MEMS Vibration Harvesting for Wireless Sensors

The recent development of “low-power” (10's-100's of µW) sensing and data transmission devices, as well as protocols with which to connect them efficiently into large, dispersed networks of individual wireless nodes, has created a need for a new kind of power source. Embeddable, non-life-limiting power sources are being developed to harvest ambient environmental energy available as mechanical vibrations, fluid motion, radiation, or temperature gradients. While potential applications range from building climate control to homeland security, the application pursued most recently has been that of aircraft structural health monitoring (SHM).

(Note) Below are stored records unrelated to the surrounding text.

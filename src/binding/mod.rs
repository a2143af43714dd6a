//! Request data binding.
//!
//! # Data Flow
//! ```text
//! Request (query string, headers, body)
//!     → params.rs (query + form parameters, typed lookups)
//!     → model.rs (parameters → object, property by property)
//!     → body.rs (raw entity, JSON body)
//!     → handler arguments, or BindError (error.rs) as the response
//! ```

pub mod body;
pub mod error;
pub mod model;
pub mod params;

pub use body::{parse_json, JsonBody, RequestEntity};
pub use error::BindError;
pub use model::{BindParams, ModelAttribute};
pub use params::RequestParams;
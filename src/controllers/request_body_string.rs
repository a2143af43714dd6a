//! Raw text request bodies.

use axum::{
    body::Bytes,
    extract::rejection::{BytesRejection, StringRejection},
    http::{HeaderMap, StatusCode},
    routing::post,
    Router,
};

use crate::binding::{BindError, RequestEntity};

pub fn routes() -> Router {
    Router::new()
        .route("/request-body-string-v1", post(request_body_string_v1))
        .route("/request-body-string-v2", post(request_body_string_v2))
        .route("/request-body-string-v3", post(request_body_string_v3))
        .route("/request-body-string-v3-2", post(request_body_string_v3_2))
        .route("/request-body-string-v4", post(request_body_string_v4))
}

/// Decodes the raw bytes itself.
async fn request_body_string_v1(
    body: Result<Bytes, BytesRejection>,
) -> Result<&'static str, BindError> {
    let body = body?;
    let message_body = String::from_utf8_lossy(&body);

    tracing::info!(%message_body, "request-body-string-v1");
    Ok("ok")
}

async fn request_body_string_v2(
    message_body: Result<String, StringRejection>,
) -> Result<&'static str, BindError> {
    let message_body = message_body?;
    tracing::info!(%message_body, "request-body-string-v2");
    Ok("ok")
}

async fn request_body_string_v3(entity: RequestEntity) -> (StatusCode, &'static str) {
    tracing::info!(message_body = %entity.body, "request-body-string-v3");
    (StatusCode::OK, "ok")
}

/// Same entity, answered with 201 Created.
async fn request_body_string_v3_2(entity: RequestEntity) -> (StatusCode, &'static str) {
    tracing::info!(
        method = %entity.method,
        uri = %entity.uri,
        message_body = %entity.body,
        "request-body-string-v3-2"
    );
    (StatusCode::CREATED, "ok")
}

async fn request_body_string_v4(
    headers: HeaderMap,
    message_body: Result<String, StringRejection>,
) -> Result<&'static str, BindError> {
    let message_body = message_body?;
    tracing::info!(?headers, "request-body-string-v4");
    tracing::info!(%message_body, "request-body-string-v4");
    Ok("ok")
}
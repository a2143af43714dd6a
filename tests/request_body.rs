//! Text and JSON request bodies over HTTP.

use reqwest::{header, StatusCode};
use serde_json::{json, Value};

mod common;

#[tokio::test]
async fn test_string_bodies() {
    let server = common::start_server().await;
    let client = common::client();

    for path in [
        "/request-body-string-v1",
        "/request-body-string-v2",
        "/request-body-string-v3",
        "/request-body-string-v4",
    ] {
        let res = client
            .post(server.url(path))
            .header(header::CONTENT_TYPE, "text/plain")
            .body("hello")
            .send()
            .await
            .unwrap();
        assert_eq!(res.status(), StatusCode::OK, "{path}");
        assert_eq!(res.text().await.unwrap(), "ok");
    }
}

#[tokio::test]
async fn test_invalid_utf8_text_body() {
    let server = common::start_server().await;

    let res = common::client()
        .post(server.url("/request-body-string-v2"))
        .header(header::CONTENT_TYPE, "text/plain")
        .body(vec![0xff, 0xfe, 0xfd])
        .send()
        .await
        .unwrap();
    assert_eq!(res.status(), StatusCode::BAD_REQUEST);
    let body: Value = res.json().await.unwrap();
    assert_eq!(body["status"], 400);
}

#[tokio::test]
async fn test_string_body_created() {
    let server = common::start_server().await;

    let res = common::client()
        .post(server.url("/request-body-string-v3-2"))
        .body("hello")
        .send()
        .await
        .unwrap();
    assert_eq!(res.status(), StatusCode::CREATED);
    assert_eq!(res.text().await.unwrap(), "ok");
}

#[tokio::test]
async fn test_string_body_requires_post() {
    let server = common::start_server().await;

    let res = common::client()
        .get(server.url("/request-body-string-v1"))
        .send()
        .await
        .unwrap();
    assert_eq!(res.status(), StatusCode::METHOD_NOT_ALLOWED);
}

#[tokio::test]
async fn test_json_bodies() {
    let server = common::start_server().await;
    let client = common::client();
    let payload = json!({"username": "hello", "age": 20});

    for path in [
        "/request-body-json-v1",
        "/request-body-json-v2",
        "/request-body-json-v3",
        "/request-body-json-v4",
    ] {
        let res = client
            .post(server.url(path))
            .json(&payload)
            .send()
            .await
            .unwrap();
        assert_eq!(res.status(), StatusCode::OK, "{path}");
        assert_eq!(res.text().await.unwrap(), "ok");
    }
}

#[tokio::test]
async fn test_json_echo() {
    let server = common::start_server().await;
    let payload = json!({"username": "userA", "age": 20});

    let res = common::client()
        .post(server.url("/request-body-json-v5"))
        .json(&payload)
        .send()
        .await
        .unwrap();
    assert_eq!(res.status(), StatusCode::OK);
    let body: Value = res.json().await.unwrap();
    assert_eq!(body, payload);
}

#[tokio::test]
async fn test_malformed_json() {
    let server = common::start_server().await;
    let client = common::client();

    for path in [
        "/request-body-json-v1",
        "/request-body-json-v2",
        "/request-body-json-v3",
        "/request-body-json-v5",
    ] {
        let res = client
            .post(server.url(path))
            .header(header::CONTENT_TYPE, "application/json")
            .body("{\"username\": ")
            .send()
            .await
            .unwrap();
        assert_eq!(res.status(), StatusCode::BAD_REQUEST, "{path}");
    }
}

#[tokio::test]
async fn test_json_body_requires_content_type() {
    let server = common::start_server().await;

    let res = common::client()
        .post(server.url("/request-body-json-v3"))
        .header(header::CONTENT_TYPE, "text/plain")
        .body(r#"{"username":"hello","age":20}"#)
        .send()
        .await
        .unwrap();
    assert_eq!(res.status(), StatusCode::UNSUPPORTED_MEDIA_TYPE);

    // Raw-body versions parse regardless of the declared type.
    let res = common::client()
        .post(server.url("/request-body-json-v2"))
        .header(header::CONTENT_TYPE, "text/plain")
        .body(r#"{"username":"hello","age":20}"#)
        .send()
        .await
        .unwrap();
    assert_eq!(res.status(), StatusCode::OK);
}

#[tokio::test]
async fn test_body_limit() {
    let mut config = mvc_basic::AppConfig::default();
    config.limits.max_body_size = 16;
    let server = common::start_server_with(config).await;

    let res = common::client()
        .post(server.url("/request-body-string-v2"))
        .body("x".repeat(64))
        .send()
        .await
        .unwrap();
    assert_eq!(res.status(), StatusCode::PAYLOAD_TOO_LARGE);
    let body: Value = res.json().await.unwrap();
    assert_eq!(body["status"], 413);

    let res = common::client()
        .post(server.url("/request-body-json-v1"))
        .body("x".repeat(64))
        .send()
        .await
        .unwrap();
    assert_eq!(res.status(), StatusCode::PAYLOAD_TOO_LARGE);
    let body: Value = res.json().await.unwrap();
    assert_eq!(body["status"], 413);
}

This SHM application and the power levels required favor the piezoelectric harvesting of ambient vibration energy, compared to other transduction principles. Current work focuses on harvesting this energy with MEMS resonant structures of various geometries. Coupled electromechanical models for uniform beam and plate structures have been developed to predict the electrical and mechanical performance obtainable from ambient vibration sources. The optimized models have been validated by comparison to prior published results and verified by comparison to tests on a macro-scale device. A non-optimized, uni-morph beam prototype has been designed and modeled. Dual optimal frequencies with equal peak power and unequal voltages and currents are characteristic of the response of such coupled devices when operated at optimal load resistances. Design tools to allow device optimization for any given vibration environment have been developed for both geometries. Future work will focus on fabrication and testing of optimized uni-morph and proof-of-concept bi-morph prototype beams. This work will include system integration and development, including modeling the power electronics.